Have You Heard of Brain Bee?Posted: January 3, 2012
From my Healthy Living column in Moncton’s Times & Transcript.
It’s said that there’s something for everyone when it comes to extracurricular activities.
That holds true even for budding neuroscientists who are still in high school.
Brain Bee is an international competition modeled after the ever-popular spelling bee that tests participants knowledge on the brain rather than their spelling skills. It was founded by Dr. Norbert Myslinski, an associate professor of neuroscience at the University of Maryland, in the late 1990s. Dr. Myslinski hoped to motivate young students to pursue studies in neuroscience in university.
Megha Sandhu is a graduate of Villa Maria High School in Montreal who participated in Brain Bee in 2010 and in 2011 at the Montreal Neurological Institute of McGill University. She heard about the program from her environmental science teacher in secondaire four (the equivalent of grade 10) and says that deciding to participate in it was the best decision she made that year. Megha finished third place in the Brain Bee competition this year and says “…Brain Bee has definitely increased my knowledge and therefore my interest in neuroscience. I am not sure if I want to pursue neuroscience, neurology or neurosurgery as a career option but either way I am definitely passionate about the study of the brain. There is so much left to be discovered about this vital organ that I feel like I need to be involved. Brain Bee definitely opened my eyes to the brain and its multiple functions.”

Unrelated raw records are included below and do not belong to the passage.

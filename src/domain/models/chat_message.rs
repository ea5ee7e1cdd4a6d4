use std::fmt;

use serde::{Deserialize, Serialize};

/// Who authored a turn in the conversation.
#[derive(Debug, Clone, Copy, PartialEq, Eq, Hash, Serialize, Deserialize)]
#[serde(rename_all = "lowercase")]
pub enum Role {
    System,
    User,
    Assistant,
}

impl Role {
    pub fn as_str(&self) -> &'static str {
        match self {
            Role::System => "system",
            Role::User => "user",
            Role::Assistant => "assistant",
        }
    }
}

impl fmt::Display for Role {
    fn fmt(&self, f: &mut fmt::Formatter<'_>) -> fmt::Result {
        f.write_str(self.as_str())
    }
}

#[derive(Debug, Clone, PartialEq, Eq, Serialize, Deserialize)]
pub struct ChatMessage {
    role: Role,
    content: String,
}

impl ChatMessage {
    pub fn new(role: Role, content: impl Into<String>) -> Self {
        Self {
            role,
            content: content.into(),
        }
    }

    pub fn system(content: impl Into<String>) -> Self {
        Self::new(Role::System, content)
    }

    pub fn user(content: impl Into<String>) -> Self {
        Self::new(Role::User, content)
    }

    pub fn assistant(content: impl Into<String>) -> Self {
        Self::new(Role::Assistant, content)
    }

    pub fn role(&self) -> Role {
        self.role
    }

    pub fn content(&self) -> &str {
        &self.content
    }
}
pub mod application;
pub mod cli;
pub mod connector;
pub mod domain;

pub use application::{ChatUseCase, CompletionClient};

pub use cli::Commands;

pub use connector::{
    build_router, Container, ContainerConfig, GroqClient, MockCompletionClient, RecordedCall,
};

pub use domain::{
    assemble_messages, ChatMessage, ChatReply, ChatRequest, DomainError, HealthStatus,
    QuestionKind, Role,
};
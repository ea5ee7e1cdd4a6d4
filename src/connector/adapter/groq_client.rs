use async_trait::async_trait;
use serde::Deserialize;
use tracing::{debug, warn};

use crate::application::CompletionClient;
use crate::domain::{ChatMessage, DomainError};

pub const DEFAULT_BASE_URL: &str = "https://api.groq.com/openai";
pub const DEFAULT_MODEL: &str = "llama-3.1-8b-instant";
pub const API_KEY_ENV: &str = "GROQ_API_KEY";
const COMPLETIONS_PATH: &str = "/v1/chat/completions";

#[derive(serde::Serialize)]
struct ApiRequest<'a> {
    model: &'a str,
    messages: Vec<ApiMessage<'a>>,
}

#[derive(serde::Serialize)]
struct ApiMessage<'a> {
    role: &'a str,
    content: &'a str,
}

#[derive(Deserialize)]
struct ApiResponse {
    choices: Vec<Choice>,
}

#[derive(Deserialize)]
struct Choice {
    message: ChoiceMessage,
}

#[derive(Deserialize)]
struct ChoiceMessage {
    content: Option<String>,
}

/// Error envelope used by OpenAI-compatible providers.
#[derive(Deserialize)]
struct ApiErrorBody {
    error: ApiErrorDetail,
}

#[derive(Deserialize)]
struct ApiErrorDetail {
    message: String,
}

/// HTTP client for Groq's OpenAI-compatible chat completions endpoint (and any
/// other server speaking the same protocol).
///
/// One attempt per call: no retries, no client-side timeout beyond reqwest's
/// defaults. Every failure, whether transport, HTTP status, or an unexpected
/// body, comes back as [`DomainError::Upstream`].
pub struct GroqClient {
    client: reqwest::Client,
    api_key: String,
    /// Full endpoint URL (base + COMPLETIONS_PATH).
    url: String,
}

impl GroqClient {
    pub fn new(api_key: impl Into<String>, base_url: impl Into<String>) -> Self {
        let base: String = base_url.into();
        let url = format!("{}{}", base.trim_end_matches('/'), COMPLETIONS_PATH);
        Self {
            client: reqwest::Client::new(),
            api_key: api_key.into(),
            url,
        }
    }

    /// Build a client from `GROQ_API_KEY`, failing when the key is absent or
    /// blank so the process never runs with an unauthenticated client.
    pub fn from_env(base_url: impl Into<String>) -> Result<Self, DomainError> {
        let key = std::env::var(API_KEY_ENV).unwrap_or_default();
        Self::with_key(key, base_url)
    }

    pub fn with_key(api_key: impl Into<String>, base_url: impl Into<String>) -> Result<Self, DomainError> {
        let key: String = api_key.into();
        if key.trim().is_empty() {
            return Err(DomainError::config(format!("{API_KEY_ENV} is not set")));
        }
        Ok(Self::new(key, base_url))
    }

    pub fn url(&self) -> &str {
        &self.url
    }

    fn describe_status(status: reqwest::StatusCode, body: &str) -> String {
        match serde_json::from_str::<ApiErrorBody>(body) {
            Ok(parsed) => format!("GroqClient: API returned {status}: {}", parsed.error.message),
            Err(_) => format!("GroqClient: API returned {status}"),
        }
    }
}

#[async_trait]
impl CompletionClient for GroqClient {
    async fn complete(&self, model: &str, messages: &[ChatMessage]) -> Result<String, DomainError> {
        let request = ApiRequest {
            model,
            messages: messages
                .iter()
                .map(|m| ApiMessage {
                    role: m.role().as_str(),
                    content: m.content(),
                })
                .collect(),
        };

        let response = self
            .client
            .post(&self.url)
            .bearer_auth(&self.api_key)
            .json(&request)
            .send()
            .await
            .map_err(|e| DomainError::upstream(format!("GroqClient: request failed: {e}")))?;

        if !response.status().is_success() {
            let status = response.status();
            let body = response.text().await.unwrap_or_default();
            warn!("GroqClient: API returned {status}: {body}");
            return Err(DomainError::upstream(Self::describe_status(status, &body)));
        }

        let api_response: ApiResponse = response.json().await.map_err(|e| {
            DomainError::upstream(format!("GroqClient: failed to parse response: {e}"))
        })?;

        let choice = api_response
            .choices
            .into_iter()
            .next()
            .ok_or_else(|| DomainError::upstream("GroqClient: response contained no choices"))?;

        let content = choice.message.content.unwrap_or_default();
        debug!("GroqClient: received {} chars", content.len());
        Ok(content)
    }
}

#[cfg(test)]
mod tests {
    use super::*;

    #[test]
    fn url_joins_base_and_path() {
        let client = GroqClient::new("k", "https://api.groq.com/openai/");
        assert_eq!(client.url(), "https://api.groq.com/openai/v1/chat/completions");
    }

    #[test]
    fn blank_key_is_a_config_error() {
        let err = GroqClient::with_key("   ", DEFAULT_BASE_URL).err().unwrap();
        assert!(err.is_config());
        assert!(err.to_string().contains(API_KEY_ENV));
    }

    #[test]
    fn status_description_uses_provider_message() {
        let body = r#"{"error":{"message":"Invalid API Key","type":"invalid_request_error"}}"#;
        let text = GroqClient::describe_status(reqwest::StatusCode::UNAUTHORIZED, body);
        assert_eq!(text, "GroqClient: API returned 401 Unauthorized: Invalid API Key");
    }

    #[test]
    fn status_description_without_json_body() {
        let text = GroqClient::describe_status(reqwest::StatusCode::BAD_GATEWAY, "<html>");
        assert_eq!(text, "GroqClient: API returned 502 Bad Gateway");
    }
}
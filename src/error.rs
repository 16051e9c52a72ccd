//! Error handling for nes-submit

use std::path::PathBuf;

use reqwest::StatusCode;
use thiserror::Error;

/// Main error type for submission operations
#[derive(Error, Debug)]
pub enum SubmitError {
    #[error("cannot read {path:?}: {source}")]
    FileAccess {
        path: PathBuf,
        #[source]
        source: std::io::Error,
    },

    #[error("Transport error: {0}")]
    Transport(#[from] reqwest::Error),

    #[error("Request timed out")]
    Timeout,

    #[error("Authentication rejected by server: {status}")]
    AuthRejected { status: StatusCode, body: String },

    #[error("Request rejected by server: {status}")]
    RequestRejected { status: StatusCode, body: String },

    #[error("Server error: {status}")]
    ServerError { status: StatusCode, body: String },

    #[error("Invalid URL: {0}")]
    InvalidUrl(String),

    #[error("SSL/TLS error: {0}")]
    Ssl(String),

    #[error("IO error: {0}")]
    Io(#[from] std::io::Error),

    #[error("Configuration error: {0}")]
    Config(String),
}

impl SubmitError {
    /// Response body carried by a status-classified error, if any.
    pub fn body(&self) -> Option<&str> {
        match self {
            SubmitError::AuthRejected { body, .. }
            | SubmitError::RequestRejected { body, .. }
            | SubmitError::ServerError { body, .. } => Some(body),
            _ => None,
        }
    }
}

/// Result type alias for submission operations
pub type Result<T> = std::result::Result<T, SubmitError>;
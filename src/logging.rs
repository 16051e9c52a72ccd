//! Logging initialization utilities.

use env_logger::Env;

/// Initialize logging with a default filter level.
///
/// Everything is written to stderr; stdout is reserved for the response text.
pub fn init(verbose: bool) {
    let level = if verbose { "nes_submit=debug" } else { "warn" };
    let env = Env::default().default_filter_or(level);
    let _ = env_logger::Builder::from_env(env)
        .format_timestamp(None)
        .try_init();
}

Today, over 70 local Brain Bee competitions are held around the world, in countries including Belgium, Brazil, Egypt, Ghana, India, Italy, Mexico, Nigeria, Romania, Turkey, and of course, the US and Canada. Students who participate and win at the local level are invited to the national competition in their country and depending on their results there, to the Brain Bee international championship. The questions asked during the Brain Bee competition are based on an introductory guide to the brain (available on Brain Bee International’s website).
Currently, there are twelve local Brain Bee competitions held across Canada by universities and research institutes. These local Brain Bee competitions are held in the following cities: Calgary, Edmonton, St. John’s, Halifax, Hamilton, Kingston, London, Ottawa, Toronto, Montreal, and Saskatoon.
Although no city in New Brunswick hosts a Brain Bee competition, Monctonian students interested in participating in Brain Bee shouldn’t despair. Teens from localities that do not host their own Brain Bee are invited to contact hosts of Brain Bees in other localities using the contact info provided atwww.internationalbrainbee.com to register for a local Brain Bee outside of their region.